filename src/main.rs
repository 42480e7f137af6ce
use http::{HeaderValue, Method, header};
use prompt_moderation::{
    config::Config,
    domain::shared::clock::SystemClock,
    presentation::http::{routes::create_router, state::AppState},
};
use std::sync::Arc;
use std::time::Duration;
use tower_http::cors::{AllowOrigin, CorsLayer};
use tower_http::set_header::SetResponseHeaderLayer;

#[tokio::main]
async fn main() -> anyhow::Result<()> {
    dotenvy::dotenv().ok();

    // RUST_LOG wins when set
    let env_filter = tracing_subscriber::EnvFilter::try_from_default_env()
        .or_else(|_| {
            tracing_subscriber::EnvFilter::try_new(
                "info,prompt_moderation=debug,tower_http=debug",
            )
        })
        .unwrap_or_else(|_| tracing_subscriber::EnvFilter::new("info"));

    tracing_subscriber::fmt().with_env_filter(env_filter).init();

    let config = Config::from_env()?;
    let state = AppState::in_memory(config.clone(), Arc::new(SystemClock));

    let cors = cors_layer(&config)?;

    let app = create_router(state)
        .layer(cors)
        .layer(SetResponseHeaderLayer::overriding(
            header::X_CONTENT_TYPE_OPTIONS,
            HeaderValue::from_static("nosniff"),
        ))
        .layer(SetResponseHeaderLayer::overriding(
            header::X_FRAME_OPTIONS,
            HeaderValue::from_static("DENY"),
        ))
        .layer(SetResponseHeaderLayer::overriding(
            header::REFERRER_POLICY,
            HeaderValue::from_static("strict-origin-when-cross-origin"),
        ));

    let addr = format!("{}:{}", config.host, config.port);
    let listener = tokio::net::TcpListener::bind(&addr).await?;
    tracing::info!(
        submission_window_days = config.appeal_submission_window_days,
        cooldown_minutes = config.action_cooldown_minutes,
        "Moderation service listening on {}",
        addr
    );
    axum::serve(listener, app)
        .with_graceful_shutdown(shutdown_signal())
        .await?;
    Ok(())
}

fn cors_layer(config: &Config) -> anyhow::Result<CorsLayer> {
    let origin = if cfg!(debug_assertions) {
        AllowOrigin::any()
    } else {
        let origins = config
            .allowed_origins
            .iter()
            .map(|o| HeaderValue::from_str(o))
            .collect::<Result<Vec<_>, _>>()?;
        AllowOrigin::list(origins)
    };

    Ok(CorsLayer::new()
        .allow_origin(origin)
        .allow_methods([
            Method::GET,
            Method::POST,
            Method::PATCH,
            Method::OPTIONS,
        ])
        .allow_headers([header::CONTENT_TYPE, header::AUTHORIZATION, header::ACCEPT])
        .max_age(Duration::from_secs(3600)))
}

async fn shutdown_signal() {
    let ctrl_c = async {
        if let Err(e) = tokio::signal::ctrl_c().await {
            tracing::error!("Failed to listen for Ctrl+C: {}", e);
            std::future::pending::<()>().await;
        }
    };

    #[cfg(unix)]
    let terminate = async {
        match tokio::signal::unix::signal(tokio::signal::unix::SignalKind::terminate()) {
            Ok(mut signal) => {
                signal.recv().await;
            }
            Err(e) => {
                tracing::error!("Failed to install SIGTERM handler: {}", e);
                std::future::pending::<()>().await;
            }
        }
    };

    #[cfg(not(unix))]
    let terminate = std::future::pending::<()>();

    tokio::select! {
        _ = ctrl_c => {
            tracing::info!("Ctrl+C received, initiating graceful shutdown");
        }
        _ = terminate => {
            tracing::info!("SIGTERM received, initiating graceful shutdown");
        }
    }
}
use serde::{Deserialize, Serialize};
use thiserror::Error;
use ts_rs::TS;

#[derive(Debug, Error, Serialize, Deserialize, TS, PartialEq)]
#[ts(export)]
pub enum DomainError {
    #[error("Not found")]
    NotFound(String),
    #[error("Validation error: {0}")]
    ValidationError(String),
    /// Appeal eligibility failed. The message is meant for the end user as-is.
    #[error("{0}")]
    Ineligible(String),
    #[error("Conflict: {0}")]
    Conflict(String),
    #[error("Infrastructure error: {0}")]
    InfrastructureError(String),
    #[error("Rate limit exceeded")]
    RateLimitExceeded,
    #[error("Unauthorized")]
    Unauthorized,
}
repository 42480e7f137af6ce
use axum::{
    extract::{Request, State},
    http::{HeaderMap, header},
    middleware::Next,
    response::Response,
};
use jsonwebtoken::{DecodingKey, Validation, decode};
use serde::{Deserialize, Serialize};

use crate::domain::moderation::value_objects::SubjectId;
use crate::presentation::http::{errors::AppError, state::AppState};

pub const ADMIN_ROLE: &str = "admin";

/// Bearer token claims issued by the auth service. `sub` is the user id the
/// moderation ledger is keyed by.
#[derive(Debug, Clone, Serialize, Deserialize)]
pub struct UserClaims {
    pub sub: String,
    pub role: String,
    pub exp: usize,
}

impl UserClaims {
    pub fn is_admin(&self) -> bool {
        self.role == ADMIN_ROLE
    }
}

pub fn extract_bearer_token(headers: &HeaderMap) -> Option<String> {
    headers
        .get(header::AUTHORIZATION)
        .and_then(|v| v.to_str().ok())
        .and_then(|s| s.strip_prefix("Bearer "))
        .map(|s| s.to_string())
}

pub fn decode_optional_user_claims(headers: &HeaderMap, secret: &str) -> Option<UserClaims> {
    let token = extract_bearer_token(headers)?;
    decode::<UserClaims>(
        &token,
        &DecodingKey::from_secret(secret.as_bytes()),
        &Validation::default(),
    )
    .ok()
    .map(|d| d.claims)
    .filter(|claims| SubjectId::new(claims.sub.clone()).is_ok())
}

pub fn decode_required_user_claims(
    headers: &HeaderMap,
    secret: &str,
) -> Result<UserClaims, AppError> {
    decode_optional_user_claims(headers, secret).ok_or(AppError::Unauthorized)
}

/// Rejects requests without a valid bearer token and stores the claims in
/// request extensions.
pub async fn require_user(
    State(state): State<AppState>,
    mut req: Request,
    next: Next,
) -> Result<Response, AppError> {
    let claims = decode_required_user_claims(req.headers(), &state.config.jwt_secret)?;
    req.extensions_mut().insert(claims);
    Ok(next.run(req).await)
}
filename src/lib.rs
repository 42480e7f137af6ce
pub mod application;
pub mod config;
pub mod domain;
pub mod infrastructure;
pub mod presentation;
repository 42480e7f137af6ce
pub mod entity;
pub mod repository;
pub mod status;
pub mod value_objects;
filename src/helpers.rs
use macroquad::prelude::*;

const NORMALIZE_EPSILON: f32 = 1e-6;

#[derive(Clone, Copy, Debug, PartialEq)]
pub struct Circle {
    pub center: Vec2,
    pub radius: f32,
}

impl Circle {
    pub fn new(center: Vec2, radius: f32) -> Self {
        Self { center, radius }
    }
}

pub fn distance(a: Vec2, b: Vec2) -> f32 {
    (b - a).length()
}

/// Unit vector along `v`, or zero when `v` has no usable direction.
pub fn normalize(v: Vec2) -> Vec2 {
    let len = v.length();
    if len <= NORMALIZE_EPSILON || !len.is_finite() {
        return Vec2::ZERO;
    }
    v / len
}

pub fn angle_between(from: Vec2, to: Vec2) -> f32 {
    (to.y - from.y).atan2(to.x - from.x)
}

pub fn direction_from_angle(angle: f32) -> Vec2 {
    vec2(angle.cos(), angle.sin())
}

pub fn aabb_intersect(a: Rect, b: Rect) -> bool {
    a.x < b.x + b.w && a.x + a.w > b.x && a.y < b.y + b.h && a.y + a.h > b.y
}

pub fn circle_rect_intersect(circle: Circle, rect: Rect) -> bool {
    let closest = vec2(
        circle.center.x.clamp(rect.x, rect.x + rect.w),
        circle.center.y.clamp(rect.y, rect.y + rect.h),
    );
    distance(circle.center, closest) < circle.radius
}

pub fn circle_circle_intersect(a: Circle, b: Circle) -> bool {
    distance(a.center, b.center) <= a.radius + b.radius
}

pub fn rect_center(rect: Rect) -> Vec2 {
    vec2(rect.x + rect.w * 0.5, rect.y + rect.h * 0.5)
}

pub fn centered_rect(center: Vec2, size: Vec2) -> Rect {
    Rect::new(
        center.x - size.x * 0.5,
        center.y - size.y * 0.5,
        size.x,
        size.y,
    )
}

/// Moves a box centered at `center` out of `obstacle` along the axis with the
/// smaller overlap. Returns the corrected center.
pub fn resolve_rect_overlap(center: Vec2, size: Vec2, obstacle: Rect) -> Vec2 {
    if !aabb_intersect(centered_rect(center, size), obstacle) {
        return center;
    }

    let obstacle_center = rect_center(obstacle);
    let dx = center.x - obstacle_center.x;
    let dy = center.y - obstacle_center.y;
    let overlap_x = (size.x * 0.5 + obstacle.w * 0.5) - dx.abs();
    let overlap_y = (size.y * 0.5 + obstacle.h * 0.5) - dy.abs();

    if overlap_x < overlap_y {
        let push = if dx > 0.0 { overlap_x } else { -overlap_x };
        vec2(center.x + push, center.y)
    } else {
        let push = if dy > 0.0 { overlap_y } else { -overlap_y };
        vec2(center.x, center.y + push)
    }
}

/// Pushes a point of clearance radius `radius` radially out of `circle`.
/// A point sitting exactly on the circle center has no direction and stays put.
pub fn push_out_of_circle(center: Vec2, radius: f32, circle: Circle) -> Vec2 {
    let offset = center - circle.center;
    let dist = offset.length();
    if dist <= 0.0 {
        return center;
    }
    let push = circle.radius + radius - dist;
    if push <= 0.0 {
        return center;
    }
    center + offset / dist * push
}

pub fn clamp_center_to_bounds(center: Vec2, half_extent: Vec2, bounds: Vec2) -> Vec2 {
    vec2(
        center.x.clamp(half_extent.x, (bounds.x - half_extent.x).max(half_extent.x)),
        center.y.clamp(half_extent.y, (bounds.y - half_extent.y).max(half_extent.y)),
    )
}

pub(crate) fn hash_u32(x: u32, y: u32, seed: u32) -> u32 {
    let mut v = x.wrapping_mul(0x9E3779B1) ^ y.wrapping_mul(0x85EBCA6B) ^ seed;
    v ^= v >> 16;
    v = v.wrapping_mul(0x7FEB352D);
    v ^= v >> 15;
    v
}

/// Deterministic value in `[0, 1)` derived from `hash_u32`.
pub(crate) fn hash_unit(x: u32, y: u32, seed: u32) -> f32 {
    (hash_u32(x, y, seed) >> 8) as f32 / (1u32 << 24) as f32
}

pub(crate) fn padded_rect(rect: Rect, pad: f32) -> Rect {
    Rect::new(
        rect.x - pad,
        rect.y - pad,
        rect.w + pad * 2.0,
        rect.h + pad * 2.0,
    )
}

#[cfg(test)]
mod tests {
    use super::*;
    use std::f32::consts::PI;

    #[test]
    fn normalize_zero_vector_is_zero() {
        assert_eq!(normalize(Vec2::ZERO), Vec2::ZERO);
        assert_eq!(normalize(vec2(1e-9, 0.0)), Vec2::ZERO);
        let n = normalize(vec2(3.0, 4.0));
        assert!((n.length() - 1.0).abs() < 1e-5);
    }

    #[test]
    fn angle_between_points() {
        assert_eq!(angle_between(vec2(0.0, 0.0), vec2(10.0, 0.0)), 0.0);
        assert!((angle_between(vec2(0.0, 0.0), vec2(0.0, 5.0)) - PI / 2.0).abs() < 1e-6);
        assert!((angle_between(vec2(1.0, 1.0), vec2(-1.0, 1.0)) - PI).abs() < 1e-6);
    }

    #[test]
    fn aabb_touching_edges_do_not_intersect() {
        let a = Rect::new(0.0, 0.0, 10.0, 10.0);
        assert!(aabb_intersect(a, Rect::new(5.0, 5.0, 10.0, 10.0)));
        assert!(!aabb_intersect(a, Rect::new(10.0, 0.0, 10.0, 10.0)));
    }

    #[test]
    fn circle_rect_uses_clamped_point() {
        let rect = Rect::new(0.0, 0.0, 10.0, 10.0);
        assert!(circle_rect_intersect(Circle::new(vec2(5.0, 5.0), 1.0), rect));
        assert!(circle_rect_intersect(Circle::new(vec2(13.0, 5.0), 4.0), rect));
        assert!(!circle_rect_intersect(Circle::new(vec2(13.0, 13.0), 4.0), rect));
    }

    #[test]
    fn circle_circle_inclusive_at_touch() {
        let a = Circle::new(vec2(0.0, 0.0), 5.0);
        assert!(circle_circle_intersect(a, Circle::new(vec2(10.0, 0.0), 5.0)));
        assert!(!circle_circle_intersect(a, Circle::new(vec2(10.1, 0.0), 5.0)));
    }

    #[test]
    fn rect_overlap_resolves_on_shallow_axis() {
        let obstacle = Rect::new(100.0, 100.0, 50.0, 50.0);
        // 6 units into the left face, deep on y.
        let center = resolve_rect_overlap(vec2(90.0, 125.0), vec2(32.0, 32.0), obstacle);
        assert_eq!(center, vec2(84.0, 125.0));

        let center = resolve_rect_overlap(vec2(125.0, 160.0), vec2(32.0, 32.0), obstacle);
        assert_eq!(center, vec2(125.0, 166.0));
    }

    #[test]
    fn push_out_of_circle_moves_to_contact_distance() {
        let circle = Circle::new(vec2(0.0, 0.0), 10.0);
        let pushed = push_out_of_circle(vec2(20.0, 0.0), 16.0, circle);
        assert!((pushed.x - 26.0).abs() < 1e-5);
        assert_eq!(push_out_of_circle(circle.center, 16.0, circle), circle.center);
    }

    #[test]
    fn hash_unit_in_range() {
        for i in 0..256 {
            let v = hash_unit(i, i * 7, 1337);
            assert!((0.0..1.0).contains(&v));
        }
    }
}
use log::debug;
use thiserror::Error;

use crate::player::Player;

#[derive(Clone, Copy, Debug, PartialEq, Eq)]
pub enum UpgradeKind {
    Weapon,
    Armor,
}

/// One purchasable upgrade; `value` is damage for weapons, defense for armor.
#[derive(Clone, Debug, PartialEq)]
pub struct Tier {
    pub name: &'static str,
    pub value: f32,
    pub cost: u32,
}

const fn tier(name: &'static str, value: f32, cost: u32) -> Tier {
    Tier { name, value, cost }
}

const WEAPON_TIERS: [Tier; 5] = [
    tier("Rusty Sword", 10.0, 0),
    tier("Iron Sword", 15.0, 50),
    tier("Steel Sword", 22.0, 150),
    tier("Mithril Sword", 32.0, 400),
    tier("Dragon Blade", 45.0, 1000),
];

const ARMOR_TIERS: [Tier; 5] = [
    tier("Cloth Armor", 0.0, 0),
    tier("Leather Armor", 2.0, 40),
    tier("Chainmail", 5.0, 120),
    tier("Plate Armor", 10.0, 350),
    tier("Dragon Scale", 18.0, 900),
];

#[derive(Debug, Error, PartialEq, Eq)]
pub enum PurchaseError {
    #[error("no {kind:?} tier {index}")]
    UnknownTier { kind: UpgradeKind, index: usize },
    #[error("{kind:?} tier {index} is not beyond the current tier {current}")]
    AlreadyOwned {
        kind: UpgradeKind,
        index: usize,
        current: usize,
    },
    #[error("costs {cost} gold, only {gold} available")]
    InsufficientGold { cost: u32, gold: u32 },
}

#[derive(Clone, Debug)]
pub struct Shop {
    weapons: Vec<Tier>,
    armor: Vec<Tier>,
    current_weapon: usize,
    current_armor: usize,
}

impl Default for Shop {
    fn default() -> Self {
        Self::new()
    }
}

impl Shop {
    pub fn new() -> Self {
        Self {
            weapons: WEAPON_TIERS.to_vec(),
            armor: ARMOR_TIERS.to_vec(),
            current_weapon: 0,
            current_armor: 0,
        }
    }

    pub fn buy_weapon(&mut self, index: usize, player: &mut Player) -> Result<&Tier, PurchaseError> {
        self.buy(UpgradeKind::Weapon, index, player)
    }

    pub fn buy_armor(&mut self, index: usize, player: &mut Player) -> Result<&Tier, PurchaseError> {
        self.buy(UpgradeKind::Armor, index, player)
    }

    /// Succeeds only for a tier beyond the current one that the player can
    /// afford; a failed purchase changes nothing.
    pub fn buy(
        &mut self,
        kind: UpgradeKind,
        index: usize,
        player: &mut Player,
    ) -> Result<&Tier, PurchaseError> {
        let (tiers, current) = match kind {
            UpgradeKind::Weapon => (&self.weapons, &mut self.current_weapon),
            UpgradeKind::Armor => (&self.armor, &mut self.current_armor),
        };
        if index <= *current {
            return Err(PurchaseError::AlreadyOwned {
                kind,
                index,
                current: *current,
            });
        }
        let tier = tiers
            .get(index)
            .ok_or(PurchaseError::UnknownTier { kind, index })?;
        if player.gold < tier.cost {
            return Err(PurchaseError::InsufficientGold {
                cost: tier.cost,
                gold: player.gold,
            });
        }

        player.gold -= tier.cost;
        *current = index;
        match kind {
            UpgradeKind::Weapon => player.damage = tier.value,
            UpgradeKind::Armor => player.defense = tier.value,
        }
        debug!("bought {} for {} gold", tier.name, tier.cost);
        Ok(tier)
    }

    /// Sets the player's damage and defense from the owned tiers.
    pub fn apply_to(&self, player: &mut Player) {
        player.damage = self.current_weapon().value;
        player.defense = self.current_armor().value;
    }

    pub fn available_weapons(&self) -> impl Iterator<Item = (usize, &Tier)> {
        self.weapons.iter().enumerate().skip(self.current_weapon + 1)
    }

    pub fn available_armor(&self) -> impl Iterator<Item = (usize, &Tier)> {
        self.armor.iter().enumerate().skip(self.current_armor + 1)
    }

    pub fn current_weapon(&self) -> &Tier {
        &self.weapons[self.current_weapon]
    }

    pub fn current_armor(&self) -> &Tier {
        &self.armor[self.current_armor]
    }

    pub fn current_weapon_tier(&self) -> usize {
        self.current_weapon
    }

    pub fn current_armor_tier(&self) -> usize {
        self.current_armor
    }

    pub fn weapon_tiers(&self) -> &[Tier] {
        &self.weapons
    }

    pub fn armor_tiers(&self) -> &[Tier] {
        &self.armor
    }
}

______________________________

Please state how many lines in the entries above include the word "PurchaseError", giving only the number.

7